Within these entries, which lines include the string "seconds"? Copy each one.
⟨
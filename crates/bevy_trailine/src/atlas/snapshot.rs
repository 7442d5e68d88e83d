use bevy::prelude::*;

/// Identifies a live snapshot by its atlas cell index.
///
/// Ids are reused once the snapshot is removed.
#[derive(Clone, Copy, Debug, PartialEq, Eq, Hash, PartialOrd, Ord)]
pub struct SnapshotId(pub(crate) usize);

impl SnapshotId {
  /// Cell index in the atlas grid.
  #[inline]
  pub fn index(self) -> usize {
    self.0
  }
}

/// Everything needed to record one pose.
///
/// The sprite and hair entities are referenced, not copied: the compositor
/// renders their live state when the cell is (re)drawn.
#[derive(Clone, Copy, Debug)]
pub struct TrailCapture {
  pub position: Vec2,
  pub sprite: Entity,
  pub hair: Option<Entity>,
  pub scale: Vec2,
  pub color: Color,
  pub depth: f32,
  /// Lifetime in seconds. Zero or less draws the pose for a single frame.
  pub duration: f32,
  /// Keep fading while the host is frozen.
  pub frozen_update: bool,
  /// Fade on real time instead of virtual (pausable) time.
  pub use_raw_time: bool,
}

impl TrailCapture {
  /// A capture of `sprite` at `position` with unit scale, white tint and a
  /// one second lifetime.
  pub fn new(sprite: Entity, position: Vec2) -> Self {
    Self {
      position,
      sprite,
      hair: None,
      scale: Vec2::ONE,
      color: Color::WHITE,
      depth: 0.0,
      duration: 1.0,
      frozen_update: false,
      use_raw_time: false,
    }
  }
}

/// Coarse lifetime state, for inspection.
#[derive(Clone, Copy, Debug, PartialEq, Eq)]
pub enum SnapshotState {
  /// Waiting for its cell to be composited.
  Pending,
  /// Composited and fading.
  Alive,
  /// Fully faded; removed on the next tick.
  Expiring,
}

/// One captured pose occupying one atlas cell.
#[derive(Clone, Debug)]
pub struct Snapshot {
  pub(crate) index: usize,
  /// Where the pose was captured; the compositor centers the cell on it.
  pub(crate) anchor: Vec2,
  /// Where the ghost is drawn. Starts at `anchor`.
  pub(crate) position: Vec2,
  pub(crate) sprite: Entity,
  pub(crate) hair: Option<Entity>,
  pub(crate) scale: Vec2,
  pub(crate) color: Color,
  pub(crate) depth: f32,
  pub(crate) percent: f32,
  pub(crate) duration: f32,
  pub(crate) drawn: bool,
  pub(crate) frozen_update: bool,
  pub(crate) use_raw_time: bool,
  pub(crate) ghost: Option<Entity>,
  pub(crate) presented: u32,
}

impl Snapshot {
  pub(crate) fn new(index: usize, capture: TrailCapture) -> Self {
    Self {
      index,
      anchor: capture.position,
      position: capture.position,
      sprite: capture.sprite,
      hair: capture.hair,
      scale: capture.scale,
      color: capture.color,
      depth: capture.depth,
      percent: 0.0,
      duration: capture.duration,
      drawn: false,
      frozen_update: capture.frozen_update,
      use_raw_time: capture.use_raw_time,
      ghost: None,
      presented: 0,
    }
  }

  #[inline]
  pub fn id(&self) -> SnapshotId {
    SnapshotId(self.index)
  }

  #[inline]
  pub fn index(&self) -> usize {
    self.index
  }

  /// Current world position of the ghost.
  #[inline]
  pub fn position(&self) -> Vec2 {
    self.position
  }

  /// Moves the ghost. The composited cell is unaffected.
  #[inline]
  pub fn set_position(&mut self, position: Vec2) {
    self.position = position;
  }

  /// World position at capture time.
  #[inline]
  pub fn captured_position(&self) -> Vec2 {
    self.anchor
  }

  #[inline]
  pub fn sprite(&self) -> Entity {
    self.sprite
  }

  #[inline]
  pub fn hair(&self) -> Option<Entity> {
    self.hair
  }

  #[inline]
  pub fn scale(&self) -> Vec2 {
    self.scale
  }

  #[inline]
  pub fn color(&self) -> Color {
    self.color
  }

  #[inline]
  pub fn depth(&self) -> f32 {
    self.depth
  }

  /// Fade progress, starting at 0.
  #[inline]
  pub fn percent(&self) -> f32 {
    self.percent
  }

  #[inline]
  pub fn duration(&self) -> f32 {
    self.duration
  }

  /// Whether the cell holds this pose.
  #[inline]
  pub fn is_drawn(&self) -> bool {
    self.drawn
  }

  /// Frames the presenter has shown this snapshot.
  #[inline]
  pub fn presented(&self) -> u32 {
    self.presented
  }

  /// True for zero-duration snapshots, which live for exactly one draw.
  #[inline]
  pub fn is_sentinel(&self) -> bool {
    self.duration <= 0.0
  }

  pub fn state(&self) -> SnapshotState {
    if !self.drawn {
      SnapshotState::Pending
    } else if self.percent >= 1.0 {
      SnapshotState::Expiring
    } else {
      SnapshotState::Alive
    }
  }

  /// Advances the fade by `elapsed` seconds.
  ///
  /// Returns true when the snapshot must be removed. The removal check runs
  /// before the increment, so a snapshot spends one tick fully faded.
  pub fn advance(&mut self, elapsed: f32) -> bool {
    if self.is_sentinel() {
      return self.drawn;
    }
    if self.percent >= 1.0 {
      return true;
    }
    self.percent += elapsed / self.duration;
    false
  }

  /// Ghost opacity scaled by the global trail opacity, in `[0, 1]`.
  pub fn opacity(&self, global: f32) -> f32 {
    let base = if self.is_sentinel() {
      1.0
    } else {
      fade_out(1.0 - self.percent)
    };
    (base * global).clamp(0.0, 1.0)
  }
}

/// Cubic ease-out: `1 - (1 - p)^3` for `p` in `[0, 1]`.
#[inline]
pub fn fade_out(p: f32) -> f32 {
  let inv = 1.0 - p.clamp(0.0, 1.0);
  1.0 - inv * inv * inv
}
⟩
> **The completed task**:
  /// Lifetime in seconds. Zero or less draws the pose for a single frame.
  /// Advances the fade by `elapsed` seconds.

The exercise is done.